Dans leurs études, ils ont d’abord examiné la similitude acoustique entre les bourdonnements des chauves-souris et les piqûres des insectes hyménoptères sociaux. Ensuite, ils ont fait écouter ces sons à des hiboux captifs pour voir comment ils réagissaient.

Frelon (Vespa crabro)

Frelon (Vespa crabro) qui émet un son de “détresse” défensif. Crédit : Michelina Pusceddu

Les chouettes ont réagi de manière variable, probablement en fonction de leurs expériences antérieures. Néanmoins, ils ont systématiquement réagi aux bourdonnements des insectes et des chauves-souris en s’éloignant du locuteur. En revanche, le son d’une proie potentielle les incitait à se rapprocher. Selon les chercheurs, ces résultats constituent le premier exemple de mimétisme interspécifique entre mammifères et insectes, ainsi que l’un des rares exemples de mimétisme acoustique.

Il est intéressant de noter que leur analyse des sons a révélé que la similitude entre les bourdonnements diffusés par les frelons et les chauves-souris n’était la plus évidente qu’une fois que les paramètres acoustiques que les hiboux ne peuvent pas entendre étaient exclus de l’analyse. En d’autres termes, explique Russo, les bourdonnements sont encore plus similaires lorsqu’ils sont entendus de la manière dont les hiboux les entendent.

Chouette effraie (Tyto alba)

Chouette effraie (Tyto alba). Crédit : Maurizio Fraissinet

Les chouettes évitent-elles ce bourdonnement parce qu’elles ont déjà été piquées ? Selon Russo, il est probable que les insectes piqueurs piquent les hiboux, mais il n’existe pas de données permettant de le prouver. Il existe cependant d’autres preuves que les oiseaux évitent ces insectes potentiellement nocifs. Par exemple, lorsque les frelons s’installent dans des nichoirs ou des cavités d’arbres, les oiseaux en général ne les explorent même pas et n’y font certainement pas leur nid.

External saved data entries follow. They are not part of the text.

use std::fmt;
use std::str::FromStr;
use std::sync::LazyLock;

use chrono::{DateTime, Utc};
use regex::Regex;
use serde::{Deserialize, Serialize};

use crate::error::WatchError;

static PAPER_ID: LazyLock<Regex> = LazyLock::new(|| {
    Regex::new(r"^(\d{4}\.\d{4,5}|[a-z][a-z-]*(?:\.[A-Z]{2})?/\d{7})(?:v\d+)?$")
        .expect("paper id pattern is valid")
});

#[derive(Debug, Clone, PartialEq, Eq, PartialOrd, Ord, Hash, Serialize, Deserialize)]
pub struct PaperId(String);

impl PaperId {
    pub fn as_str(&self) -> &str {
        &self.0
    }

    pub fn file_stem(&self) -> String {
        self.0.replace('/', "_")
    }
}

impl fmt::Display for PaperId {
    fn fmt(&self, f: &mut fmt::Formatter<'_>) -> fmt::Result {
        write!(f, "{}", self.0)
    }
}

impl FromStr for PaperId {
    type Err = WatchError;

    fn from_str(value: &str) -> Result<Self, Self::Err> {
        let mut rest = value.trim();
        for prefix in ["arXiv:", "arxiv:"] {
            rest = rest.strip_prefix(prefix).unwrap_or(rest);
        }
        for marker in ["/abs/", "/pdf/"] {
            if let Some((_, tail)) = rest.split_once(marker) {
                rest = tail;
            }
        }
        rest = rest.strip_suffix(".pdf").unwrap_or(rest);

        let captures = PAPER_ID
            .captures(rest)
            .ok_or_else(|| WatchError::InvalidPaperId(value.to_string()))?;
        Ok(Self(captures[1].to_string()))
    }
}

#[derive(Debug, Clone, Copy, PartialEq, Eq)]
pub enum AssetKind {
    Pdf,
}

impl AssetKind {
    pub fn extension(self) -> &'static str {
        match self {
            AssetKind::Pdf => "pdf",
        }
    }

    pub fn signature(self) -> &'static [u8] {
        match self {
            AssetKind::Pdf => b"%PDF",
        }
    }

    pub fn matches(self, bytes: &[u8]) -> bool {
        bytes.starts_with(self.signature())
    }
}

impl fmt::Display for AssetKind {
    fn fmt(&self, f: &mut fmt::Formatter<'_>) -> fmt::Result {
        match self {
            AssetKind::Pdf => write!(f, "PDF"),
        }
    }
}

#[derive(Debug, Clone, PartialEq, Serialize)]
pub struct Item {
    pub id: PaperId,
    pub title: String,
    pub authors: Vec<String>,
    pub summary: String,
    pub published: DateTime<Utc>,
    pub categories: Vec<String>,
    pub asset_url: String,
    pub origin_query: String,
}

impl Item {
    pub fn asset_kind(&self) -> AssetKind {
        AssetKind::Pdf
    }

    pub fn author_line(&self) -> String {
        author_line(&self.authors)
    }
}

pub fn author_line(authors: &[String]) -> String {
    let shown = authors
        .iter()
        .take(3)
        .map(String::as_str)
        .collect::<Vec<_>>()
        .join(", ");
    if authors.len() > 3 {
        format!("{shown} and {} more", authors.len() - 3)
    } else {
        shown
    }
}
use camino::{Utf8Path, Utf8PathBuf};
use serde::Serialize;
use tracing::{info, warn};

use crate::app::{ProgressEvent, ProgressSink};
use crate::asset::AssetClient;
use crate::cancel::CancelFlag;
use crate::domain::{Item, PaperId};
use crate::error::WatchError;
use crate::folders;
use crate::fs_util;

#[derive(Debug, Clone)]
pub struct QueryGroup<'a> {
    pub query: &'a str,
    pub items: Vec<&'a Item>,
}

#[derive(Debug, Clone, Serialize)]
pub struct SavedAsset {
    pub id: PaperId,
    pub path: Utf8PathBuf,
    /// `None` when the file was already on disk and nothing was transferred.
    pub bytes: Option<usize>,
}

impl SavedAsset {
    pub fn reused(&self) -> bool {
        self.bytes.is_none()
    }
}

#[derive(Debug, Clone, Serialize)]
pub struct FetchFailure {
    pub id: PaperId,
    pub query: String,
    pub reason: String,
}

#[derive(Debug, Clone, Default, Serialize)]
pub struct FetchReport {
    pub attempted: usize,
    pub saved: Vec<SavedAsset>,
    pub failures: Vec<FetchFailure>,
    pub cancelled: bool,
}

impl FetchReport {
    pub fn succeeded(&self) -> Vec<PaperId> {
        self.saved.iter().map(|saved| saved.id.clone()).collect()
    }

    pub fn reused(&self) -> usize {
        self.saved.iter().filter(|saved| saved.reused()).count()
    }

    pub fn transferred(&self) -> usize {
        self.saved.len() - self.reused()
    }
}

pub fn group_by_query(planned: &[Item]) -> Vec<QueryGroup<'_>> {
    let mut groups: Vec<QueryGroup<'_>> = Vec::new();
    for item in planned {
        match groups
            .iter_mut()
            .find(|group| group.query == item.origin_query)
        {
            Some(group) => group.items.push(item),
            None => groups.push(QueryGroup {
                query: &item.origin_query,
                items: vec![item],
            }),
        }
    }
    groups
}

pub struct Fetcher<'a, A: AssetClient + ?Sized> {
    assets: &'a A,
    base: &'a Utf8Path,
    organize_by_query: bool,
}

impl<'a, A: AssetClient + ?Sized> Fetcher<'a, A> {
    pub fn new(assets: &'a A, base: &'a Utf8Path, organize_by_query: bool) -> Self {
        Self {
            assets,
            base,
            organize_by_query,
        }
    }

    pub fn execute(
        &self,
        planned: &[Item],
        cancel: &CancelFlag,
        sink: &dyn ProgressSink,
    ) -> FetchReport {
        let mut report = FetchReport::default();
        let total = planned.len();

        for group in group_by_query(planned) {
            sink.event(ProgressEvent {
                message: format!(
                    "phase=Fetch; {} ({} papers)",
                    group.query,
                    group.items.len()
                ),
                elapsed: None,
            });
            for item in group.items {
                if cancel.is_cancelled() {
                    info!("stop requested, leaving remaining downloads for the next cycle");
                    report.cancelled = true;
                    return report;
                }
                report.attempted += 1;
                sink.event(ProgressEvent {
                    message: format!("download {}/{total}; {}", report.attempted, item.id),
                    elapsed: None,
                });
                let start = std::time::Instant::now();
                match self.fetch_one(item) {
                    Ok(saved) => {
                        sink.event(ProgressEvent {
                            message: format!("saved {}", saved.path),
                            elapsed: Some(start.elapsed()),
                        });
                        report.saved.push(saved);
                    }
                    Err(err) => {
                        warn!(
                            id = %item.id,
                            query = %item.origin_query,
                            error = %err,
                            "download failed"
                        );
                        report.failures.push(FetchFailure {
                            id: item.id.clone(),
                            query: item.origin_query.clone(),
                            reason: err.to_string(),
                        });
                    }
                }
            }
        }

        report
    }

    fn fetch_one(&self, item: &Item) -> Result<SavedAsset, WatchError> {
        let dir =
            folders::ensure_directory(self.base, Some(&item.origin_query), self.organize_by_query)?;
        let path = dir.join(folders::asset_file_name(item));

        if path.as_std_path().exists() {
            info!(id = %item.id, path = %path, "already on disk");
            return Ok(SavedAsset {
                id: item.id.clone(),
                path,
                bytes: None,
            });
        }

        if item.asset_url.trim().is_empty() {
            return Err(WatchError::MissingAssetUrl(item.id.to_string()));
        }
        let bytes = self.assets.fetch(&item.asset_url)?;
        let kind = item.asset_kind();
        if !kind.matches(&bytes) {
            return Err(WatchError::SignatureMismatch {
                id: item.id.to_string(),
                expected: kind.to_string(),
            });
        }

        fs_util::write_atomic(&path, &bytes)?;
        info!(id = %item.id, path = %path, bytes = bytes.len(), "downloaded");
        Ok(SavedAsset {
            id: item.id.clone(),
            path,
            bytes: Some(bytes.len()),
        })
    }
}
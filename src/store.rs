use std::collections::{BTreeMap, BTreeSet};
use std::fs;
use std::io;

use camino::{Utf8Path, Utf8PathBuf};
use chrono::{DateTime, Utc};
use serde_json::{Map, Value};
use tracing::{info, warn};

use crate::clock::format_timestamp;
use crate::config::StateFile;
use crate::domain::PaperId;
use crate::error::WatchError;
use crate::fs_util;

#[derive(Debug, Clone, PartialEq, Eq, Default)]
pub struct QueryState {
    pub last_checked_at: Option<String>,
}

#[derive(Debug, Clone, PartialEq, Eq)]
pub enum LoadOutcome {
    Loaded,
    Created,
    Recovered { reason: String },
}

#[derive(Debug, Clone, Default)]
pub struct CycleUpdate {
    pub watermarks: BTreeMap<String, DateTime<Utc>>,
    pub succeeded: Vec<PaperId>,
    pub completed: bool,
    pub checked_at: Option<DateTime<Utc>>,
}

#[derive(Debug, Clone)]
pub struct WatermarkStore {
    path: Utf8PathBuf,
    search_queries: Vec<String>,
    downloaded_ids: BTreeSet<String>,
    query_last_check: BTreeMap<String, QueryState>,
    first_run: bool,
    last_check_global: Option<String>,
    organize_by_query: bool,
    max_results: u32,
    download_path: Utf8PathBuf,
    check_interval_hours: u64,
    extra: Map<String, Value>,
}

impl WatermarkStore {
    pub fn open(path: impl Into<Utf8PathBuf>) -> Result<(Self, LoadOutcome), WatchError> {
        let path = path.into();
        match fs::read_to_string(path.as_std_path()) {
            Ok(content) => match StateFile::parse(&content) {
                Ok(state) => Ok((Self::from_state(path, state), LoadOutcome::Loaded)),
                Err(err) => {
                    warn!(path = %path, error = %err, "state file is corrupt, using defaults");
                    let reason = err.to_string();
                    Ok((
                        Self::from_state(path, StateFile::default()),
                        LoadOutcome::Recovered { reason },
                    ))
                }
            },
            Err(err) if err.kind() == io::ErrorKind::NotFound => {
                let store = Self::from_state(path, StateFile::default());
                store.save()?;
                info!(path = %store.path, "created default state file");
                Ok((store, LoadOutcome::Created))
            }
            Err(err) => {
                warn!(path = %path, error = %err, "state file is unreadable, using defaults");
                Ok((
                    Self::from_state(path, StateFile::default()),
                    LoadOutcome::Recovered {
                        reason: err.to_string(),
                    },
                ))
            }
        }
    }

    pub fn from_state(path: Utf8PathBuf, state: StateFile) -> Self {
        let mut search_queries: Vec<String> = Vec::with_capacity(state.search_queries.len());
        for query in state.search_queries {
            if !search_queries.contains(&query) {
                search_queries.push(query);
            }
        }

        let query_last_check = state
            .query_last_check
            .into_iter()
            .filter(|(query, _)| search_queries.contains(query))
            .map(|(query, raw)| {
                (
                    query,
                    QueryState {
                        last_checked_at: Some(raw),
                    },
                )
            })
            .collect();

        let defaults = StateFile::default();
        let max_results = if state.max_results == 0 {
            warn!(
                default = defaults.max_results,
                "max_results of 0 in state file, using default"
            );
            defaults.max_results
        } else {
            state.max_results
        };
        let check_interval_hours = if state.check_interval_hours == 0 {
            warn!(
                default = defaults.check_interval_hours,
                "check_interval_hours of 0 in state file, using default"
            );
            defaults.check_interval_hours
        } else {
            state.check_interval_hours
        };

        Self {
            path,
            search_queries,
            downloaded_ids: state.downloaded_papers.into_iter().collect(),
            query_last_check,
            first_run: state.first_run,
            last_check_global: state.last_check,
            organize_by_query: state.organize_by_query,
            max_results,
            download_path: Utf8PathBuf::from(state.download_path),
            check_interval_hours,
            extra: state.extra,
        }
    }

    pub fn to_state(&self) -> StateFile {
        StateFile {
            search_queries: self.search_queries.clone(),
            max_results: self.max_results,
            download_path: self.download_path.to_string(),
            check_interval_hours: self.check_interval_hours,
            last_check: self.last_check_global.clone(),
            downloaded_papers: self.downloaded_ids.iter().cloned().collect(),
            first_run: self.first_run,
            organize_by_query: self.organize_by_query,
            query_last_check: self
                .query_last_check
                .iter()
                .filter_map(|(query, state)| {
                    state
                        .last_checked_at
                        .clone()
                        .map(|raw| (query.clone(), raw))
                })
                .collect(),
            extra: self.extra.clone(),
        }
    }

    pub fn save(&self) -> Result<(), WatchError> {
        let bytes = self.to_state().to_json_bytes()?;
        fs_util::write_atomic(&self.path, &bytes)
            .map_err(|err| WatchError::StateWrite(err.to_string()))
    }

    pub fn path(&self) -> &Utf8Path {
        &self.path
    }

    pub fn search_queries(&self) -> &[String] {
        &self.search_queries
    }

    pub fn max_results(&self) -> u32 {
        self.max_results
    }

    pub fn download_path(&self) -> &Utf8Path {
        &self.download_path
    }

    pub fn check_interval_hours(&self) -> u64 {
        self.check_interval_hours
    }

    pub fn first_run(&self) -> bool {
        self.first_run
    }

    pub fn organize_by_query(&self) -> bool {
        self.organize_by_query
    }

    pub fn last_check_global(&self) -> Option<&str> {
        self.last_check_global.as_deref()
    }

    pub fn is_downloaded(&self, id: &PaperId) -> bool {
        self.downloaded_ids.contains(id.as_str())
    }

    pub fn downloaded_count(&self) -> usize {
        self.downloaded_ids.len()
    }

    pub fn downloaded_ids(&self) -> impl Iterator<Item = &str> {
        self.downloaded_ids.iter().map(String::as_str)
    }

    pub fn query_state(&self, query: &str) -> Option<&QueryState> {
        self.query_last_check.get(query)
    }

    pub fn watermark(&self, query: &str) -> Option<&str> {
        self.query_last_check
            .get(query)
            .and_then(|state| state.last_checked_at.as_deref())
    }

    /// Appends a query. Returns `false` when it is already present.
    pub fn add_query(&mut self, query: &str) -> Result<bool, WatchError> {
        let query = query.trim();
        if query.is_empty() {
            return Err(WatchError::InvalidQuery(query.to_string()));
        }
        if self.search_queries.iter().any(|existing| existing == query) {
            return Ok(false);
        }
        self.search_queries.push(query.to_string());
        info!(query, "added search query");
        Ok(true)
    }

    pub fn remove_query(&mut self, query: &str) -> Result<(), WatchError> {
        let index = self
            .search_queries
            .iter()
            .position(|existing| existing == query)
            .ok_or_else(|| WatchError::QueryNotFound(query.to_string()))?;
        self.remove_query_at(index).map(|_| ())
    }

    /// Removes the query at a zero-based position together with its watermark.
    pub fn remove_query_at(&mut self, index: usize) -> Result<String, WatchError> {
        if index >= self.search_queries.len() {
            return Err(WatchError::QueryIndexOutOfRange(index));
        }
        let query = self.search_queries.remove(index);
        self.query_last_check.remove(&query);
        info!(query, "removed search query");
        Ok(query)
    }

    pub fn set_check_interval_hours(&mut self, hours: u64) -> Result<(), WatchError> {
        if hours == 0 {
            return Err(WatchError::InvalidSetting(
                "check interval must be at least one hour".to_string(),
            ));
        }
        self.check_interval_hours = hours;
        Ok(())
    }

    pub fn set_max_results(&mut self, max_results: u32) -> Result<(), WatchError> {
        if max_results == 0 {
            return Err(WatchError::InvalidSetting(
                "max results must be greater than zero".to_string(),
            ));
        }
        self.max_results = max_results;
        Ok(())
    }

    pub fn set_organize_by_query(&mut self, organize: bool) {
        self.organize_by_query = organize;
    }

    pub fn set_download_path(&mut self, path: impl Into<Utf8PathBuf>) {
        self.download_path = path.into();
    }

    pub fn reset(&mut self) {
        self.downloaded_ids.clear();
        self.query_last_check.clear();
        self.last_check_global = None;
        self.first_run = true;
        info!("download history reset");
    }

    /// Merges the outcome of a cycle. Watermarks for queries removed in the meantime are
    /// discarded; `first_run` only clears when the cycle ran to completion.
    pub fn apply_cycle(&mut self, update: CycleUpdate) {
        for (query, at) in update.watermarks {
            if self.search_queries.contains(&query) {
                self.query_last_check.insert(
                    query,
                    QueryState {
                        last_checked_at: Some(format_timestamp(at)),
                    },
                );
            }
        }
        for id in update.succeeded {
            self.downloaded_ids.insert(id.as_str().to_string());
        }
        if update.completed {
            self.first_run = false;
        }
        if let Some(checked_at) = update.checked_at {
            self.last_check_global = Some(format_timestamp(checked_at));
        }
    }
}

Selon les chercheurs, les trois espèces étudiées partagent les mêmes espaces, tels que les bâtiments, les fissures des rochers ou les grottes, ce qui leur donne de nombreuses occasions d’interagir. Malgré cela, ils trouvent intrigante cette relation complexe entre des espèces très éloignées les unes des autres.

“Il est quelque peu surprenant que les hiboux représentent la pression évolutive qui façonne le comportement acoustique des chauves-souris en réponse aux expériences désagréables que les hiboux ont avec les insectes piqueurs”, déclare Russo. “Ce n’est qu’un des innombrables exemples de la beauté des processus évolutifs !”.

Russo note qu’il existe de nombreuses autres espèces de vertébrés qui bourdonnent également lorsqu’elles sont dérangées et des centaines d’espèces de chauves-souris, dont certaines pourraient utiliser des stratégies similaires. Ils espèrent pouvoir rechercher ces dynamiques intéressantes au sein d’autres groupes d’interaction dans des études futures.

Référence : “Les chauves-souris imitent les sons des insectes hyménoptères pour dissuader les prédateurs” par Leonardo Ancillotto, Donatella Pafundi, Federico Cappa, Gloriana Chaverri, Marco Gamba, Rita Cervo et Danilo Russo, 9 mai 2022, Biologie courante.